The answer should consist solely of the lines from the first one below through the line containing "pub trait SpeechSynthesizer: Send", copied exactly.

[Stored data]
● ● ● ●
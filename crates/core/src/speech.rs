use crate::error::ProviderError;
use async_trait::async_trait;
use serde::Serialize;
use tracing::debug;

/// Voice used when no voice id is configured.
pub const DEFAULT_VOICE_ID: &str = "Z61JuDmU52ECd8UROolE";

/// Encoding of the audio returned by [`ElevenLabsSynthesizer`].
pub const SYNTHESIZED_AUDIO_MIME_TYPE: &str = "audio/mpeg";

pub const ELEVENLABS_API_BASE: &str = "https://api.elevenlabs.io";

/// Converts reply text into spoken audio.
#[cfg_attr(any(test, feature = "mocks"), mockall::automock)]
#[async_trait]
pub trait SpeechSynthesizer: Send + Sync {
    /// Returns the synthesized audio bytes for `text`.
    async fn synthesize(&self, text: &str) -> Result<Vec<u8>, ProviderError>;
}

#[derive(Serialize)]
struct SynthesisRequest<'a> {
    text: &'a str,
}

/// A `SpeechSynthesizer` backed by the ElevenLabs streaming TTS endpoint.
pub struct ElevenLabsSynthesizer {
    http: reqwest::Client,
    api_key: String,
    voice_id: String,
    api_base: String,
}

impl ElevenLabsSynthesizer {
    pub fn new(api_key: String, voice_id: String) -> Self {
        Self {
            http: reqwest::Client::new(),
            api_key,
            voice_id,
            api_base: ELEVENLABS_API_BASE.to_string(),
        }
    }

    /// Points the synthesizer at a different API host (e.g. a regional endpoint).
    pub fn with_api_base(mut self, api_base: impl Into<String>) -> Self {
        self.api_base = api_base.into();
        self
    }

    fn endpoint(&self) -> String {
        format!(
            "{}/v1/text-to-speech/{}/stream?optimize_streaming_latency=1",
            self.api_base.trim_end_matches('/'),
            self.voice_id
        )
    }
}

#[async_trait]
impl SpeechSynthesizer for ElevenLabsSynthesizer {
    async fn synthesize(&self, text: &str) -> Result<Vec<u8>, ProviderError> {
        let response = self
            .http
            .post(self.endpoint())
            .header(reqwest::header::ACCEPT, SYNTHESIZED_AUDIO_MIME_TYPE)
            .header("xi-api-key", &self.api_key)
            .json(&SynthesisRequest { text })
            .send()
            .await
            .map_err(|e| ProviderError::Transport(e.to_string()))?;

        let status = response.status();
        if !status.is_success() {
            let body = response.text().await.unwrap_or_default();
            return Err(ProviderError::Status {
                status: status.as_u16(),
                body,
            });
        }

        let audio = response
            .bytes()
            .await
            .map_err(|e| ProviderError::Transport(e.to_string()))?;
        if audio.is_empty() {
            return Err(ProviderError::MalformedPayload(
                "synthesis returned no audio".into(),
            ));
        }
        debug!(bytes = audio.len(), "Received synthesized audio.");
        Ok(audio.to_vec())
    }
}

#[cfg(test)]
mod tests {
    use super::*;

    #[test]
    fn test_endpoint_includes_voice_and_latency_hint() {
        let synth = ElevenLabsSynthesizer::new("key".into(), DEFAULT_VOICE_ID.into());
        assert_eq!(
            synth.endpoint(),
            "https://api.elevenlabs.io/v1/text-to-speech/Z61JuDmU52ECd8UROolE/stream?optimize_streaming_latency=1"
        );
    }

    #[test]
    fn test_custom_api_base_trailing_slash() {
        let synth = ElevenLabsSynthesizer::new("key".into(), "voice".into())
            .with_api_base("http://localhost:9000/");
        assert_eq!(
            synth.endpoint(),
            "http://localhost:9000/v1/text-to-speech/voice/stream?optimize_streaming_latency=1"
        );
    }

    #[test]
    fn test_request_body_shape() {
        let body = serde_json::to_string(&SynthesisRequest { text: "hi" }).unwrap();
        assert_eq!(body, r#"{"text":"hi"}"#);
    }
}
● ● ● ●
> _Response area_:
filename crates/core/src/speech.rs
use crate::error::ProviderError;
use async_trait::async_trait;
use serde::Serialize;
use tracing::debug;

/// Voice used when no voice id is configured.
pub const DEFAULT_VOICE_ID: &str = "Z61JuDmU52ECd8UROolE";

/// Encoding of the audio returned by [`ElevenLabsSynthesizer`].
pub const SYNTHESIZED_AUDIO_MIME_TYPE: &str = "audio/mpeg";

pub const ELEVENLABS_API_BASE: &str = "https://api.elevenlabs.io";

/// Converts reply text into spoken audio.
#[cfg_attr(any(test, feature = "mocks"), mockall::automock)]
#[async_trait]
pub trait SpeechSynthesizer: Send + Sync {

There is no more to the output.